What to do with your excess produce

Photo © Bulleen Art & Garden

Gluts, gluts, gluts. Funny word, but gluts in your produce garden are rather unfunny if you can’t get rid of the excess. It’s a familiar story: joy as we watch the new season’s vegetable and fruit crops starting out healthy and abundant, and our disappointment with the waste when crops become over-productive.

So if you’re sick of eating zucchini slice for dinner every night, and need some ideas about how to stop those tomatoes sagging on the bench, the peaches from piling up, and getting rid of the rocket before it goes bitter, then read on!

Meet and Swap

One of the best ways to offload your excess fruit and vegetables is a vegie swap.

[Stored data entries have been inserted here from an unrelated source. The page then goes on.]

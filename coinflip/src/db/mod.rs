//! Storage for balances and statistics.
//!
//! The [`AccountStore`] and [`StatsStore`] traits are the seams the ledger and
//! the resolver talk to. PostgreSQL implementations share a pooled
//! [`Database`]; [`MemoryStore`] keeps everything in process.

use sqlx::postgres::{PgPool, PgPoolOptions};
use std::time::Duration;

pub mod config;
pub mod memory;
pub mod repository;

pub use config::DatabaseConfig;
pub use memory::MemoryStore;
pub use repository::{AccountStore, PgAccountStore, PgStatsStore, StatsStore};

const SCHEMA: &str = include_str!("../../migrations/001_initial_schema.sql");

/// Database connection pool wrapper
#[derive(Clone)]
pub struct Database {
    pool: PgPool,
}

impl Database {
    /// Create a new database connection pool
    ///
    /// # Examples
    ///
    /// ```no_run
    /// use coinflip::db::{Database, DatabaseConfig};
    ///
    /// #[tokio::main]
    /// async fn main() -> Result<(), sqlx::Error> {
    ///     let config = DatabaseConfig::from_env().unwrap_or_default();
    ///     let db = Database::new(&config).await?;
    ///     db.health_check().await?;
    ///     Ok(())
    /// }
    /// ```
    pub async fn new(config: &DatabaseConfig) -> Result<Self, sqlx::Error> {
        let pool = PgPoolOptions::new()
            .max_connections(config.max_connections)
            .min_connections(config.min_connections)
            .acquire_timeout(Duration::from_secs(config.connection_timeout_secs))
            .idle_timeout(Duration::from_secs(config.idle_timeout_secs))
            .max_lifetime(Duration::from_secs(config.max_lifetime_secs))
            .connect(&config.database_url)
            .await?;

        Ok(Self { pool })
    }

    /// Get a reference to the connection pool
    pub fn pool(&self) -> &PgPool {
        &self.pool
    }

    /// Create the `accounts` and `gambling_stats` tables if they are missing
    pub async fn apply_schema(&self) -> Result<(), sqlx::Error> {
        sqlx::raw_sql(SCHEMA).execute(&self.pool).await?;
        Ok(())
    }

    /// Run `SELECT 1` against the pool
    pub async fn health_check(&self) -> Result<(), sqlx::Error> {
        sqlx::query("SELECT 1").execute(&self.pool).await?;
        Ok(())
    }

    /// Close the database connection pool
    pub async fn close(self) {
        self.pool.close().await;
    }
}
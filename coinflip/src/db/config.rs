//! Database configuration module.

use std::env;

/// Database configuration
#[derive(Debug, Clone)]
pub struct DatabaseConfig {
    /// PostgreSQL connection URL
    pub database_url: String,

    /// Maximum number of connections in the pool
    pub max_connections: u32,

    /// Minimum number of connections in the pool
    pub min_connections: u32,

    /// Connection timeout in seconds
    pub connection_timeout_secs: u64,

    /// Idle connection timeout in seconds
    pub idle_timeout_secs: u64,

    /// Maximum connection lifetime in seconds
    pub max_lifetime_secs: u64,
}

impl DatabaseConfig {
    /// Create configuration from environment variables
    ///
    /// Expected environment variables:
    /// - `DATABASE_URL`: PostgreSQL connection string (required)
    /// - `DB_MAX_CONNECTIONS`: Maximum pool size (default: 20)
    /// - `DB_MIN_CONNECTIONS`: Minimum pool size (default: 2)
    /// - `DB_CONNECTION_TIMEOUT_SECS`: Connection timeout (default: 5)
    /// - `DB_IDLE_TIMEOUT_SECS`: Idle timeout (default: 300)
    /// - `DB_MAX_LIFETIME_SECS`: Max lifetime (default: 1800)
    ///
    /// Malformed numeric values fall back to their defaults.
    ///
    /// # Returns
    ///
    /// * `Option<DatabaseConfig>` - `None` when `DATABASE_URL` is not set
    pub fn from_env() -> Option<Self> {
        let database_url = env::var("DATABASE_URL").ok()?;
        Some(Self::with_url(database_url))
    }

    /// Configuration for the given URL with pool settings read from the environment
    pub fn with_url(database_url: impl Into<String>) -> Self {
        Self {
            database_url: database_url.into(),
            max_connections: parse_env_or("DB_MAX_CONNECTIONS", 20),
            min_connections: parse_env_or("DB_MIN_CONNECTIONS", 2),
            connection_timeout_secs: parse_env_or("DB_CONNECTION_TIMEOUT_SECS", 5),
            idle_timeout_secs: parse_env_or("DB_IDLE_TIMEOUT_SECS", 300),
            max_lifetime_secs: parse_env_or("DB_MAX_LIFETIME_SECS", 1800),
        }
    }

    /// Default configuration for local development
    pub fn development() -> Self {
        Self {
            database_url: "postgres://postgres@localhost/coinflip".to_string(),
            max_connections: 20,
            min_connections: 2,
            connection_timeout_secs: 5,
            idle_timeout_secs: 300,
            max_lifetime_secs: 1800,
        }
    }
}

impl Default for DatabaseConfig {
    fn default() -> Self {
        Self::development()
    }
}

/// Parse an environment variable, falling back to `default` when unset or malformed
pub(crate) fn parse_env_or<T>(key: &str, default: T) -> T
where
    T: std::str::FromStr,
{
    env::var(key)
        .ok()
        .and_then(|v| v.parse().ok())
        .unwrap_or(default)
}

This is usually a community run event, where no cash changes hands. You bring your excess produce to the “swapping table” – whether it’s a bag of lemons, a box of tomatoes, bunches of herbs, eggs, silverbeet… anything you have too much of! You then pick up some of some of the other produce on the table in return. It works especially well when the swappers are growing different things and the table becomes a feast of many home grown organic varieties.

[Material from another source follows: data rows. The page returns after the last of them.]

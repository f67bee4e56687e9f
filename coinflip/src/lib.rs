//! # Coinflip
//!
//! A coinflip gambling engine for chat bots: a user bets part of their balance
//! on heads or tails, a fair coin is flipped, and the balance and cumulative
//! gambling statistics are updated.
//!
//! ## Core Modules
//!
//! - [`ledger`]: Per-user balances that never go negative
//! - [`game`]: Bet validation, the coin flip, payouts and the one-game-per-user guard
//! - [`stats`]: Cumulative wins, losses and amounts wagered
//! - [`db`]: Store traits with PostgreSQL and in-memory implementations
//!
//! ## Example
//!
//! ```
//! use coinflip::db::MemoryStore;
//! use coinflip::game::{BetRequest, CoinSide, FixedFlipper, GameConfig, Resolver};
//! use coinflip::ledger::Ledger;
//! use std::sync::Arc;
//!
//! # #[tokio::main]
//! # async fn main() -> Result<(), Box<dyn std::error::Error>> {
//! let store = MemoryStore::new();
//! let ledger = Ledger::new(Arc::new(store.clone()), 100);
//! let resolver = Resolver::new(ledger, Arc::new(store), GameConfig::default())
//!     .with_flipper(Arc::new(FixedFlipper(CoinSide::Heads)));
//!
//! let outcome = resolver.resolve(BetRequest::new(1, CoinSide::Heads, 50)).await?;
//! assert_eq!(outcome.new_balance, 150);
//! # Ok(())
//! # }
//! ```

/// Storage traits and implementations.
pub mod db;

/// Coinflip resolution.
pub mod game;
pub use game::{BetRequest, CoinSide, FlipOutcome, GameConfig, GameError, Resolver};

/// Balances.
pub mod ledger;
pub use ledger::{Ledger, LedgerError, UserId};

/// Gambling statistics.
pub mod stats;
pub use stats::{GamblingStats, StatsSummary};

You are limited only by your imagination – people swap produce as well as recipes, gardening advice and stories, jams and preserves, seeds and seedlings, and cuttings.

The neighbourhood vegie swap can also be a regular opportunity for residents to meet up, share a cuppa from the thermos and talk to people they otherwise might never have met!

BAAG holds its own well attended vegie swap on the third Saturday of each month – click here to sign up for email reminders The BAAG Vegie Swap also has a Facebook page at https://www.facebook.com/baagvegieswap/.

Well cooked and preserved

If you’re handy in the kitchen, making batches of treats is a good way to use up your excess. Some of my favourite recipes include: pesto (for any abundant leafy greens or green herbs such as basil, coriander and parsley, plus veg like broad beans and artichokes); plum cake – use a sponge recipe and drop the halved plums in before baking; and crumbles made with berries, apples, rhubarb, pears, peaches, plums, apricots…

For all year round eating, you can’t beat preserves and sauces. BAAG has a swag of classes throughout the year dedicated to preserving fruit and making sauces (the tomato passata day is very popular, so get in quick!)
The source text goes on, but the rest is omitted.